<<<<
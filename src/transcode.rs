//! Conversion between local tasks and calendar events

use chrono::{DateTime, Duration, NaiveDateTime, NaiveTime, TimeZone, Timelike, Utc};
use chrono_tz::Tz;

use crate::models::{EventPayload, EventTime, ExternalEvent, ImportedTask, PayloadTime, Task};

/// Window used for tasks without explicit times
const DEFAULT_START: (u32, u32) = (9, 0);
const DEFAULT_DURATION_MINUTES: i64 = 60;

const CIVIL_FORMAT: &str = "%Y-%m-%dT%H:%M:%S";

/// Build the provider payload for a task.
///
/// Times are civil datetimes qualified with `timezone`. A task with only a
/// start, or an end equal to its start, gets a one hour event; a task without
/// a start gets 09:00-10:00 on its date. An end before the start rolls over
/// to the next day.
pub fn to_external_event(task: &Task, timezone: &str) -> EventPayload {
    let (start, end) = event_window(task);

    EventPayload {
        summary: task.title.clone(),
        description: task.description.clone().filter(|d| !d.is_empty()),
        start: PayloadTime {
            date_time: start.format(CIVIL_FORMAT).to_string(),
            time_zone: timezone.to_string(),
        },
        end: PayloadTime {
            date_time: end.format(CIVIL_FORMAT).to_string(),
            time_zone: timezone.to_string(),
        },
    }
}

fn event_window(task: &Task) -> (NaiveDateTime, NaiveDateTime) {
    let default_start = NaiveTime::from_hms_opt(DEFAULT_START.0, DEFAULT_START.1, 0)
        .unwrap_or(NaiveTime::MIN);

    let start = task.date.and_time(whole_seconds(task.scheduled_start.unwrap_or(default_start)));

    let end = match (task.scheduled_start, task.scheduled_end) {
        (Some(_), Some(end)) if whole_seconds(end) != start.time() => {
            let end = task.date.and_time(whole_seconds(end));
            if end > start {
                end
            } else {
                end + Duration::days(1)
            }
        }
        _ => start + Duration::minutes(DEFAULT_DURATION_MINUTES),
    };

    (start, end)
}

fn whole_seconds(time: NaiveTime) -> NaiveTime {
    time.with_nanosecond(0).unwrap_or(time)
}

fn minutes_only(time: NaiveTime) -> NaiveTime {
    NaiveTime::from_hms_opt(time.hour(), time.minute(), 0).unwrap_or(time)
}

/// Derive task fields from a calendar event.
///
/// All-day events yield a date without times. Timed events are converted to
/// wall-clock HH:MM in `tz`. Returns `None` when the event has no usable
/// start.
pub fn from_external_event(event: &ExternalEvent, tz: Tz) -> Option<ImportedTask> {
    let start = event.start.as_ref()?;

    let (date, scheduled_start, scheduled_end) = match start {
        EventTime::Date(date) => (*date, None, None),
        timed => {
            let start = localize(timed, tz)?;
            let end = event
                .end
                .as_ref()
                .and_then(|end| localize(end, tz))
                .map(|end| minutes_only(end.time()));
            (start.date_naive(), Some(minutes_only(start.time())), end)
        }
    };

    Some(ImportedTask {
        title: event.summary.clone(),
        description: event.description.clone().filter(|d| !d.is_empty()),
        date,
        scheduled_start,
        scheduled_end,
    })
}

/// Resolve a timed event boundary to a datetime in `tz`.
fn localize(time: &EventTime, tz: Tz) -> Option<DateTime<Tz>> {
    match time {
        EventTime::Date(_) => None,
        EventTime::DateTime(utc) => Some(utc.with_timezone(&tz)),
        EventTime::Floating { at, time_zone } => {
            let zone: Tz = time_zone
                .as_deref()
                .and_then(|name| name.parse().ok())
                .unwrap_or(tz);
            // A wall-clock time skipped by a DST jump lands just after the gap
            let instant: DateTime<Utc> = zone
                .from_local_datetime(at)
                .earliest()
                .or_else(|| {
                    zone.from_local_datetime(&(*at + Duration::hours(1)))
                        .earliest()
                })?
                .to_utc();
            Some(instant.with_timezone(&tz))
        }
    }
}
>>>>
Go through the lines above and count those that include "clock"; give the total and nothing more.

2